» SUPPLIED DATA
use crate::quote::view::QuoteView;
use crate::sync::SyncState;
use crate::ui::app::{
    AddForm, App, DisplayMode, FocusPane, FormField, InputMode, NotificationLevel, PathAction,
    PathPrompt,
};
use ratatui::{
    layout::{Constraint, Direction, Layout, Rect},
    style::{Color, Modifier, Style},
    text::{Line, Span},
    widgets::{Block, Borders, Clear, List, ListItem, Paragraph, Wrap},
    Frame,
};

pub fn render(frame: &mut Frame, app: &App) {
    // Main layout: Header + Body + Footer
    let main_chunks = Layout::default()
        .direction(Direction::Vertical)
        .constraints([
            Constraint::Length(3), // Header
            Constraint::Min(0),    // Body
            Constraint::Length(1), // Footer
        ])
        .split(frame.area());

    render_header(frame, app, main_chunks[0]);

    // Split body into left (category pickers) and right (quote display)
    let body_chunks = Layout::default()
        .direction(Direction::Horizontal)
        .constraints([Constraint::Percentage(30), Constraint::Percentage(70)])
        .split(main_chunks[1]);

    let picker_chunks = Layout::default()
        .direction(Direction::Vertical)
        .constraints([Constraint::Percentage(50), Constraint::Percentage(50)])
        .split(body_chunks[0]);

    render_picker(frame, app, FocusPane::RandomPicker, picker_chunks[0]);
    render_picker(frame, app, FocusPane::FilterPicker, picker_chunks[1]);

    match app.mode {
        DisplayMode::Random => render_random(frame, app, body_chunks[1]),
        DisplayMode::List => render_list(frame, app, body_chunks[1]),
    }

    render_footer(frame, app, main_chunks[2]);

    match &app.input {
        InputMode::AddQuote(form) => render_add_form(frame, form),
        InputMode::Path(prompt) => render_path_prompt(frame, prompt),
        InputMode::Normal => {}
    }

    if app.show_help {
        render_help(frame);
    }
}

fn render_header(frame: &mut Frame, app: &App, area: Rect) {
    let sync = match app.sync_state {
        SyncState::Idle => Span::styled("● idle", Style::default().fg(Color::Gray)),
        SyncState::Syncing => Span::styled("⟳ syncing", Style::default().fg(Color::Yellow)),
    };

    let header_text = vec![Line::from(vec![
        Span::styled(
            "  QUOTEBOOK  ",
            Style::default()
                .fg(Color::Cyan)
                .add_modifier(Modifier::BOLD),
        ),
        Span::raw(format!("{} quotes  ", app.store.len())),
        sync,
    ])];

    let header = Paragraph::new(header_text)
        .block(
            Block::default()
                .borders(Borders::ALL)
                .border_style(Style::default().fg(Color::Cyan)),
        )
        .style(Style::default().bg(Color::Black));

    frame.render_widget(header, area);
}

fn render_picker(frame: &mut Frame, app: &App, pane: FocusPane, area: Rect) {
    let (selector, title) = match pane {
        FocusPane::RandomPicker => (&app.random_selector, "🎲 Random from"),
        FocusPane::FilterPicker => (&app.filter_selector, "🔎 Filter list"),
    };
    let selected = selector.position(&app.index);
    let focused = app.focus == pane;

    let items: Vec<ListItem> = app
        .index
        .options()
        .iter()
        .enumerate()
        .map(|(i, category)| {
            let style = if i == selected && focused {
                Style::default()
                    .fg(Color::Black)
                    .bg(Color::Cyan)
                    .add_modifier(Modifier::BOLD)
            } else if i == selected {
                Style::default().fg(Color::Cyan)
            } else {
                Style::default().fg(Color::White)
            };
            let marker = if i == selected { "▶" } else { " " };
            ListItem::new(format!("{marker} {category}")).style(style)
        })
        .collect();

    let border_color = if focused { Color::Cyan } else { Color::Gray };

    let list = List::new(items).block(
        Block::default()
            .borders(Borders::ALL)
            .title(title)
            .border_style(Style::default().fg(border_color)),
    );

    frame.render_widget(list, area);
}

fn render_random(frame: &mut Frame, app: &App, area: Rect) {
    let text = match &app.current {
        QuoteView::Quote(quote) => vec![
            Line::from(""),
            Line::from(Span::styled(
                format!("“{}”", quote.text),
                Style::default()
                    .fg(Color::Yellow)
                    .add_modifier(Modifier::BOLD),
            )),
            Line::from(""),
            Line::from(vec![
                Span::styled("Category: ", Style::default().fg(Color::Gray)),
                Span::raw(quote.category.clone()),
            ]),
        ],
        QuoteView::Empty { category, message } => vec![
            Line::from(""),
            Line::from(Span::styled(message.clone(), Style::default().fg(Color::Gray))),
            Line::from(vec![
                Span::styled("Category: ", Style::default().fg(Color::Gray)),
                Span::raw(category.clone()),
            ]),
        ],
        QuoteView::Placeholder => vec![Line::from("Press Enter to show a quote")],
    };

    let paragraph = Paragraph::new(text)
        .block(
            Block::default()
                .borders(Borders::ALL)
                .title("💬 Quote")
                .border_style(Style::default().fg(Color::Magenta)),
        )
        .wrap(Wrap { trim: true });

    frame.render_widget(paragraph, area);
}

fn render_list(frame: &mut Frame, app: &App, area: Rect) {
    let view = app.list_view();
    let block = Block::default()
        .borders(Borders::ALL)
        .title(format!("📜 {}", view.title()))
        .border_style(Style::default().fg(Color::Magenta));

    if let Some(message) = &view.empty_message {
        let paragraph = Paragraph::new(Line::from(Span::styled(
            message.clone(),
            Style::default().fg(Color::Gray),
        )))
        .block(block);
        frame.render_widget(paragraph, area);
        return;
    }

    let items: Vec<ListItem> = view
        .quotes
        .iter()
        .map(|quote| {
            ListItem::new(vec![
                Line::from(format!("“{}”", quote.text)),
                Line::from(Span::styled(
                    format!("    — {}", quote.category),
                    Style::default().fg(Color::Gray),
                )),
            ])
        })
        .collect();

    frame.render_widget(List::new(items).block(block), area);
}

fn render_footer(frame: &mut Frame, app: &App, area: Rect) {
    let footer = match app.latest_notification() {
        Some(notification) => {
            let color = match notification.level {
                NotificationLevel::Info => Color::Cyan,
                NotificationLevel::Success => Color::Green,
                NotificationLevel::Error => Color::Red,
            };
            Paragraph::new(format!(
                "[{}] {}",
                notification
                    .created_at
                    .with_timezone(&chrono::Local)
                    .format("%H:%M:%S"),
                notification.message
            ))
            .style(Style::default().fg(color))
        }
        None => Paragraph::new(
            "[↑↓/jk] Select  [Tab] Switch  [Enter] Show  [a] Add  [e/i] Export/Import  [s] Sync  [?] Help  [q] Quit",
        )
        .style(Style::default().fg(Color::Gray)),
    };

    frame.render_widget(footer, area);
}

fn render_add_form(frame: &mut Frame, form: &AddForm) {
    let area = centered_rect(60, 9, frame.area());
    let field_style = |field: FormField| {
        if form.field == field {
            Style::default()
                .fg(Color::Yellow)
                .add_modifier(Modifier::BOLD)
        } else {
            Style::default().fg(Color::Gray)
        }
    };

    let text = vec![
        Line::from(vec![
            Span::styled("Quote:    ", field_style(FormField::Text)),
            Span::raw(form.text.clone()),
        ]),
        Line::from(""),
        Line::from(vec![
            Span::styled("Category: ", field_style(FormField::Category)),
            Span::raw(form.category.clone()),
        ]),
        Line::from(""),
        Line::from(Span::styled(
            "[Tab] Next field  [Enter] Save  [Esc] Cancel",
            Style::default().fg(Color::Gray),
        )),
    ];

    let paragraph = Paragraph::new(text)
        .block(
            Block::default()
                .borders(Borders::ALL)
                .title("➕ Add Quote")
                .border_style(Style::default().fg(Color::Cyan)),
        )
        .wrap(Wrap { trim: false });

    frame.render_widget(Clear, area);
    frame.render_widget(paragraph, area);
}

fn render_path_prompt(frame: &mut Frame, prompt: &PathPrompt) {
    let area = centered_rect(60, 5, frame.area());
    let title = match prompt.action {
        PathAction::Export => "💾 Export to file",
        PathAction::Import => "📂 Import from file",
    };

    let text = vec![
        Line::from(format!("{}█", prompt.buffer)),
        Line::from(Span::styled(
            "[Enter] Confirm  [Esc] Cancel",
            Style::default().fg(Color::Gray),
        )),
    ];

    let paragraph = Paragraph::new(text).block(
        Block::default()
            .borders(Borders::ALL)
            .title(title)
            .border_style(Style::default().fg(Color::Cyan)),
    );

    frame.render_widget(Clear, area);
    frame.render_widget(paragraph, area);
}

fn render_help(frame: &mut Frame) {
    let area = centered_rect(60, 16, frame.area());
    let bindings = [
        ("q", "Quit"),
        ("Tab", "Switch between pickers"),
        ("↑↓ / jk", "Change category"),
        ("Enter", "Show random quote / list"),
        ("n", "New random quote"),
        ("l", "Show filtered list"),
        ("a", "Add a quote"),
        ("e", "Export quotes to a file"),
        ("i", "Import quotes from a file"),
        ("s", "Sync with server now"),
        ("R", "Reload from storage"),
        ("?", "Close this help"),
    ];

    let text: Vec<Line> = bindings
        .iter()
        .map(|(key, action)| {
            Line::from(vec![
                Span::styled(format!("{key:>10}  "), Style::default().fg(Color::Yellow)),
                Span::raw(*action),
            ])
        })
        .collect();

    let paragraph = Paragraph::new(text).block(
        Block::default()
            .borders(Borders::ALL)
            .title("❓ Help")
            .border_style(Style::default().fg(Color::Cyan)),
    );

    frame.render_widget(Clear, area);
    frame.render_widget(paragraph, area);
}

/// A rectangle of `percent_x` width and `height` rows, centered in `area`
fn centered_rect(percent_x: u16, height: u16, area: Rect) -> Rect {
    let height = height.min(area.height);
    let vertical = Layout::default()
        .direction(Direction::Vertical)
        .constraints([
            Constraint::Length(area.height.saturating_sub(height) / 2),
            Constraint::Length(height),
            Constraint::Min(0),
        ])
        .split(area);

    Layout::default()
        .direction(Direction::Horizontal)
        .constraints([
            Constraint::Percentage((100 - percent_x) / 2),
            Constraint::Percentage(percent_x),
            Constraint::Percentage((100 - percent_x) / 2),
        ])
        .split(vertical[1])[1]
}
//! File-based logging bootstrap.
//!
//! The terminal belongs to the TUI while the app runs, so `tracing` output is
//! written to `<data_dir>/quotebook.log`. The filter comes from the
//! `QUOTEBOOK_LOG` environment variable (same syntax as `RUST_LOG`), defaulting
//! to `info`.
//!
//! Initialization is idempotent for the same directory and never panics.

use anyhow::{bail, Context, Result};
use std::fs::OpenOptions;
use std::path::{Path, PathBuf};
use std::sync::{Mutex, OnceLock};
use tracing_subscriber::EnvFilter;

/// Environment variable holding the log filter
pub const LOG_ENV_VAR: &str = "QUOTEBOOK_LOG";

const LOG_FILE_NAME: &str = "quotebook.log";
const DEFAULT_FILTER: &str = "info";

static LOG_FILE: OnceLock<PathBuf> = OnceLock::new();

/// Start logging into `log_dir`. Returns the log file path.
///
/// Calling this again with the same directory is a no-op; a different
/// directory is rejected because the global subscriber cannot be replaced.
pub fn init_logging(log_dir: &Path) -> Result<PathBuf> {
    let path = log_dir.join(LOG_FILE_NAME);

    if let Some(existing) = LOG_FILE.get() {
        if *existing == path {
            return Ok(path);
        }
        bail!(
            "logging already initialized at {}; refusing to switch to {}",
            existing.display(),
            path.display()
        );
    }

    std::fs::create_dir_all(log_dir)
        .with_context(|| format!("Failed to create log directory: {}", log_dir.display()))?;

    let file = OpenOptions::new()
        .create(true)
        .append(true)
        .open(&path)
        .with_context(|| format!("Failed to open log file: {}", path.display()))?;

    let filter = EnvFilter::try_from_env(LOG_ENV_VAR)
        .unwrap_or_else(|_| EnvFilter::new(DEFAULT_FILTER));

    tracing_subscriber::fmt()
        .with_env_filter(filter)
        .with_writer(Mutex::new(file))
        .with_ansi(false)
        .with_target(true)
        .try_init()
        .map_err(|e| anyhow::anyhow!("failed to install log subscriber: {e}"))?;

    let _ = LOG_FILE.set(path.clone());

    tracing::info!(
        version = env!("CARGO_PKG_VERSION"),
        platform = std::env::consts::OS,
        "logging started"
    );

    Ok(path)
}
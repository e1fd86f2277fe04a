//! Category index derived from the quote store.

use super::{normalize_category, Quote, ALL_CATEGORIES};
use std::collections::BTreeSet;

/// Sorted, distinct, normalized categories of a set of quotes
#[derive(Debug, Clone, Default, PartialEq, Eq)]
pub struct CategoryIndex {
    categories: Vec<String>,
}

impl CategoryIndex {
    /// Recompute the index from the current quotes
    pub fn build(quotes: &[Quote]) -> Self {
        let categories: BTreeSet<String> = quotes
            .iter()
            .map(|q| normalize_category(&q.category))
            .collect();

        Self {
            categories: categories.into_iter().collect(),
        }
    }

    /// Real categories, sorted
    pub fn categories(&self) -> &[String] {
        &self.categories
    }

    /// Selectable options: `all` first, then every category
    pub fn options(&self) -> Vec<&str> {
        std::iter::once(ALL_CATEGORIES)
            .chain(self.categories.iter().map(String::as_str))
            .collect()
    }

    /// True for `all` and for every indexed category
    pub fn contains(&self, category: &str) -> bool {
        let category = normalize_category(category);
        category == ALL_CATEGORIES || self.categories.binary_search(&category).is_ok()
    }
}

/// A selection over [`CategoryIndex::options`].
///
/// The selection is held by value so it survives index rebuilds; when the
/// selected category disappears it falls back to `all`.
#[derive(Debug, Clone, PartialEq, Eq)]
pub struct CategorySelector {
    selected: String,
}

impl Default for CategorySelector {
    fn default() -> Self {
        Self {
            selected: ALL_CATEGORIES.to_string(),
        }
    }
}

impl CategorySelector {
    /// Start on `category` if the index knows it, otherwise on `all`
    pub fn new(index: &CategoryIndex, category: &str) -> Self {
        let mut selector = Self::default();
        selector.select(index, category);
        selector
    }

    pub fn selected(&self) -> &str {
        &self.selected
    }

    /// Position of the selection in `index.options()`
    pub fn position(&self, index: &CategoryIndex) -> usize {
        index
            .options()
            .iter()
            .position(|c| *c == self.selected)
            .unwrap_or(0)
    }

    /// Select `category`; unknown categories select `all`. Returns true if the
    /// selection changed.
    pub fn select(&mut self, index: &CategoryIndex, category: &str) -> bool {
        let category = normalize_category(category);
        let next = if index.contains(&category) {
            category
        } else {
            ALL_CATEGORIES.to_string()
        };
        let changed = next != self.selected;
        self.selected = next;
        changed
    }

    /// Re-validate the selection after the index was rebuilt
    pub fn refresh(&mut self, index: &CategoryIndex) -> bool {
        let current = self.selected.clone();
        self.select(index, &current)
    }

    pub fn next(&mut self, index: &CategoryIndex) -> bool {
        let options = index.options();
        let pos = (self.position(index) + 1) % options.len();
        self.select(index, options[pos])
    }

    pub fn previous(&mut self, index: &CategoryIndex) -> bool {
        let options = index.options();
        let pos = self.position(index);
        let pos = if pos == 0 { options.len() - 1 } else { pos - 1 };
        self.select(index, options[pos])
    }
}
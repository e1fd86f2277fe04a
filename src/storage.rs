//! # Key-Value Storage
//!
//! Persistent and session-scoped storage for quotebook state.
//!
//! ## Storage Location
//!
//! ```text
//! ~/.local/share/quotebook/
//! ├── storage/
//! │   ├── quotes.json
//! │   └── selectedCategory.json
//! └── session/
//!     └── lastQuote.json
//! ```
//!
//! Each key is stored in its own JSON file. The `session/` directory is
//! cleared when the application exits, so values written there only survive
//! a reload within the same run.

use anyhow::{Context, Result};
use std::collections::HashMap;
use std::fs;
use std::path::{Path, PathBuf};
use std::sync::{Arc, Mutex};

/// Durable key holding the JSON array of quotes
pub const QUOTES_KEY: &str = "quotes";

/// Durable key holding the category selected in the list filter
pub const SELECTED_CATEGORY_KEY: &str = "selectedCategory";

/// Session key holding the last displayed quote
pub const LAST_QUOTE_KEY: &str = "lastQuote";

/// A string key-value store.
///
/// Values are opaque strings; callers decide on the encoding (JSON in practice).
pub trait KeyValueStore: Send + Sync {
    /// Read a value. `Ok(None)` means the key was never written.
    fn get(&self, key: &str) -> Result<Option<String>>;

    /// Write a value, replacing any previous one.
    fn set(&self, key: &str, value: &str) -> Result<()>;

    /// Remove a value. Removing a missing key is not an error.
    fn remove(&self, key: &str) -> Result<()>;

    /// Remove every value.
    fn clear(&self) -> Result<()>;
}

/// Stores every key as `<dir>/<key>.json`
#[derive(Debug, Clone)]
pub struct FileStore {
    dir: PathBuf,
}

impl FileStore {
    /// Open a store rooted at `dir`, creating the directory if needed
    pub fn open(dir: impl Into<PathBuf>) -> Result<Self> {
        let dir = dir.into();
        fs::create_dir_all(&dir)
            .with_context(|| format!("Failed to create storage directory: {}", dir.display()))?;
        Ok(Self { dir })
    }

    fn key_path(&self, key: &str) -> PathBuf {
        self.dir.join(format!("{key}.json"))
    }
}

impl KeyValueStore for FileStore {
    fn get(&self, key: &str) -> Result<Option<String>> {
        let path = self.key_path(key);
        if !path.exists() {
            return Ok(None);
        }
        let content = fs::read_to_string(&path)
            .with_context(|| format!("Failed to read storage file: {}", path.display()))?;
        Ok(Some(content))
    }

    fn set(&self, key: &str, value: &str) -> Result<()> {
        let path = self.key_path(key);
        // Write-then-rename so a crash never leaves a truncated value behind
        let tmp = self.dir.join(format!(".{key}.json.tmp"));
        fs::write(&tmp, value)
            .with_context(|| format!("Failed to write storage file: {}", tmp.display()))?;
        fs::rename(&tmp, &path)
            .with_context(|| format!("Failed to replace storage file: {}", path.display()))?;
        Ok(())
    }

    fn remove(&self, key: &str) -> Result<()> {
        let path = self.key_path(key);
        if path.exists() {
            fs::remove_file(&path)
                .with_context(|| format!("Failed to remove storage file: {}", path.display()))?;
        }
        Ok(())
    }

    fn clear(&self) -> Result<()> {
        if !self.dir.exists() {
            return Ok(());
        }
        for entry in fs::read_dir(&self.dir)
            .with_context(|| format!("Failed to list storage directory: {}", self.dir.display()))?
        {
            let path = entry?.path();
            if path.extension().is_some_and(|ext| ext == "json") {
                fs::remove_file(&path)
                    .with_context(|| format!("Failed to remove storage file: {}", path.display()))?;
            }
        }
        Ok(())
    }
}

/// In-memory store for tests
#[derive(Debug, Default)]
pub struct MemoryStore {
    entries: Mutex<HashMap<String, String>>,
}

impl MemoryStore {
    pub fn new() -> Self {
        Self::default()
    }

    fn lock(&self) -> Result<std::sync::MutexGuard<'_, HashMap<String, String>>> {
        self.entries
            .lock()
            .map_err(|_| anyhow::anyhow!("memory store lock poisoned"))
    }
}

impl KeyValueStore for MemoryStore {
    fn get(&self, key: &str) -> Result<Option<String>> {
        Ok(self.lock()?.get(key).cloned())
    }

    fn set(&self, key: &str, value: &str) -> Result<()> {
        self.lock()?.insert(key.to_string(), value.to_string());
        Ok(())
    }

    fn remove(&self, key: &str) -> Result<()> {
        self.lock()?.remove(key);
        Ok(())
    }

    fn clear(&self) -> Result<()> {
        self.lock()?.clear();
        Ok(())
    }
}

/// The durable and session stores used by one run of the app
pub struct Storage {
    pub local: Arc<dyn KeyValueStore>,
    pub session: Arc<dyn KeyValueStore>,
}

impl Storage {
    /// File-backed storage under `data_dir`
    pub fn open(data_dir: &Path) -> Result<Self> {
        Ok(Self {
            local: Arc::new(FileStore::open(data_dir.join("storage"))?),
            session: Arc::new(FileStore::open(data_dir.join("session"))?),
        })
    }

    /// Purely in-memory storage
    pub fn in_memory() -> Self {
        Self {
            local: Arc::new(MemoryStore::new()),
            session: Arc::new(MemoryStore::new()),
        }
    }

    /// Drop all session-scoped values. Called when the session ends.
    pub fn end_session(&self) -> Result<()> {
        self.session.clear()
    }
}

/// Get the platform data directory for quotebook
pub fn default_data_dir() -> Result<PathBuf> {
    let proj_dirs = directories::ProjectDirs::from("", "", "quotebook")
        .context("Failed to determine application data directory")?;

    Ok(proj_dirs.data_dir().to_path_buf())
}
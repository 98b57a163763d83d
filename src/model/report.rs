//! Structured contract exchanged with external agents.
//!
//! Every agent invocation resolves with an [`AgentReport`]: the agent role,
//! a completion status, a role-specific JSON payload, and an optional escape
//! payload. The escape payload is an interrupt signal independent of the
//! status - its presence means the agent is asking for the quest to be
//! re-planned rather than continued.

use serde::{Deserialize, Serialize};
use std::path::PathBuf;

use crate::model::quest::Task;

/// Agent roles the orchestrator can spawn.
#[derive(Debug, Clone, Copy, PartialEq, Eq, Hash, Serialize, Deserialize)]
#[serde(rename_all = "snake_case")]
pub enum AgentKind {
    /// Plans the quest: produces tasks and observable actions
    Planner,
    /// Implements one task at a time
    Implementer,
    /// Fills test gaps for implemented work
    Tester,
    /// Reviews the full change set
    Reviewer,
    /// Remediates ward validation failures
    Spiritmender,
}

impl AgentKind {
    pub fn as_str(&self) -> &'static str {
        match self {
            AgentKind::Planner => "planner",
            AgentKind::Implementer => "implementer",
            AgentKind::Tester => "tester",
            AgentKind::Reviewer => "reviewer",
            AgentKind::Spiritmender => "spiritmender",
        }
    }

    /// Report filename for this agent at the given sequence number,
    /// e.g. "042-implementer-report.json".
    pub fn report_filename(&self, report_number: u32) -> String {
        format!("{:03}-{}-report.json", report_number, self.as_str())
    }
}

impl std::fmt::Display for AgentKind {
    fn fmt(&self, f: &mut std::fmt::Formatter<'_>) -> std::fmt::Result {
        f.write_str(self.as_str())
    }
}

/// Agent-declared completion status.
#[derive(Debug, Clone, Copy, PartialEq, Eq, Serialize, Deserialize)]
#[serde(rename_all = "snake_case")]
pub enum ReportStatus {
    Complete,
    Blocked,
    Error,
}

/// Why an agent fired its escape hatch.
#[derive(Debug, Clone, Copy, PartialEq, Eq, Serialize, Deserialize)]
#[serde(rename_all = "snake_case")]
pub enum EscapeReason {
    TaskTooComplex,
    ContextExhaustion,
    UnexpectedDependencies,
    IntegrationConflict,
    RepeatedFailures,
}

/// Escape hatch payload: an agent-initiated request to re-plan the quest.
#[derive(Debug, Clone, Serialize, Deserialize)]
pub struct EscapePayload {
    pub reason: EscapeReason,
    pub analysis: String,
    pub recommendation: String,
    #[serde(default, skip_serializing_if = "Option::is_none")]
    pub partial_work: Option<String>,
}

/// The structured report returned by an agent invocation.
#[derive(Debug, Clone, Serialize, Deserialize)]
pub struct AgentReport {
    pub agent: AgentKind,
    pub status: ReportStatus,
    /// Role-specific payload; runners deserialize the slice they understand
    #[serde(default)]
    pub report: serde_json::Value,
    #[serde(default, skip_serializing_if = "Option::is_none")]
    pub task_id: Option<String>,
    /// Present iff the agent requests re-planning
    #[serde(default, skip_serializing_if = "Option::is_none")]
    pub escape: Option<EscapePayload>,
}

/// Context handed to a spawned agent process.
#[derive(Debug, Clone, Serialize, Deserialize)]
pub struct SpawnContext {
    pub quest_folder: String,
    pub report_number: u32,
    pub working_directory: PathBuf,
    #[serde(default)]
    pub additional_context: serde_json::Value,
}

/// Reconciliation modes the planner can request for an existing task list.
#[derive(Debug, Clone, Copy, PartialEq, Eq, Serialize, Deserialize)]
#[serde(rename_all = "SCREAMING_SNAKE_CASE")]
pub enum ReconcileMode {
    Extend,
    Continue,
    Replan,
}

/// Dependency update for a tracked task.
#[derive(Debug, Clone, Serialize, Deserialize)]
pub struct TaskUpdate {
    pub task_id: String,
    pub new_dependencies: Vec<String>,
}

/// Task the planner declares obsolete (marked skipped, never deleted).
#[derive(Debug, Clone, Serialize, Deserialize)]
pub struct ObsoleteTask {
    pub task_id: String,
    pub reason: String,
}

/// Planner's plan for updating an existing task list.
#[derive(Debug, Clone, Serialize, Deserialize)]
pub struct ReconciliationPlan {
    pub mode: ReconcileMode,
    #[serde(default)]
    pub new_tasks: Vec<Task>,
    #[serde(default)]
    pub task_updates: Vec<TaskUpdate>,
    #[serde(default)]
    pub obsolete_tasks: Vec<ObsoleteTask>,
}

/// Seed for an observable action as emitted by the planner.
#[derive(Debug, Clone, Serialize, Deserialize)]
pub struct ActionSeed {
    pub id: String,
    pub description: String,
    #[serde(default)]
    pub success_criteria: String,
}

/// The slice of a planner report the discovery runner consumes.
#[derive(Debug, Clone, Default, Deserialize)]
pub struct PlanningOutput {
    #[serde(default)]
    pub tasks: Option<Vec<Task>>,
    #[serde(default)]
    pub observable_actions: Option<Vec<ActionSeed>>,
    #[serde(default)]
    pub reconciliation_plan: Option<ReconciliationPlan>,
}

/// The slice of a reviewer report the review runner consumes.
///
/// Extends the base report shape with the reviewer's own ward assessment.
#[derive(Debug, Clone, Default, Deserialize)]
pub struct ReviewOutput {
    #[serde(default)]
    pub ward_validation_passed: Option<bool>,
    #[serde(default)]
    pub integration_issues_found: Option<bool>,
    #[serde(default)]
    pub files_reviewed: Vec<String>,
}

/// The slice of a tester report the testing runner consumes.
#[derive(Debug, Clone, Default, Deserialize)]
pub struct TestingOutput {
    #[serde(default)]
    pub tests_created: Vec<String>,
}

» EXERCISE GOAL
When copying the data above, please keep exactly the lines from its first line through the line with "let picker_chunks = Layout::default()", both ends included, and drop the rest.

» ANSWER TO THE PROBLEM
use crate::quote::view::QuoteView;
use crate::sync::SyncState;
use crate::ui::app::{
    AddForm, App, DisplayMode, FocusPane, FormField, InputMode, NotificationLevel, PathAction,
    PathPrompt,
};
use ratatui::{
    layout::{Constraint, Direction, Layout, Rect},
    style::{Color, Modifier, Style},
    text::{Line, Span},
    widgets::{Block, Borders, Clear, List, ListItem, Paragraph, Wrap},
    Frame,
};

pub fn render(frame: &mut Frame, app: &App) {
    // Main layout: Header + Body + Footer
    let main_chunks = Layout::default()
        .direction(Direction::Vertical)
        .constraints([
            Constraint::Length(3), // Header
            Constraint::Min(0),    // Body
            Constraint::Length(1), // Footer
        ])
        .split(frame.area());

    render_header(frame, app, main_chunks[0]);

    // Split body into left (category pickers) and right (quote display)
    let body_chunks = Layout::default()
        .direction(Direction::Horizontal)
        .constraints([Constraint::Percentage(30), Constraint::Percentage(70)])
        .split(main_chunks[1]);

    let picker_chunks = Layout::default()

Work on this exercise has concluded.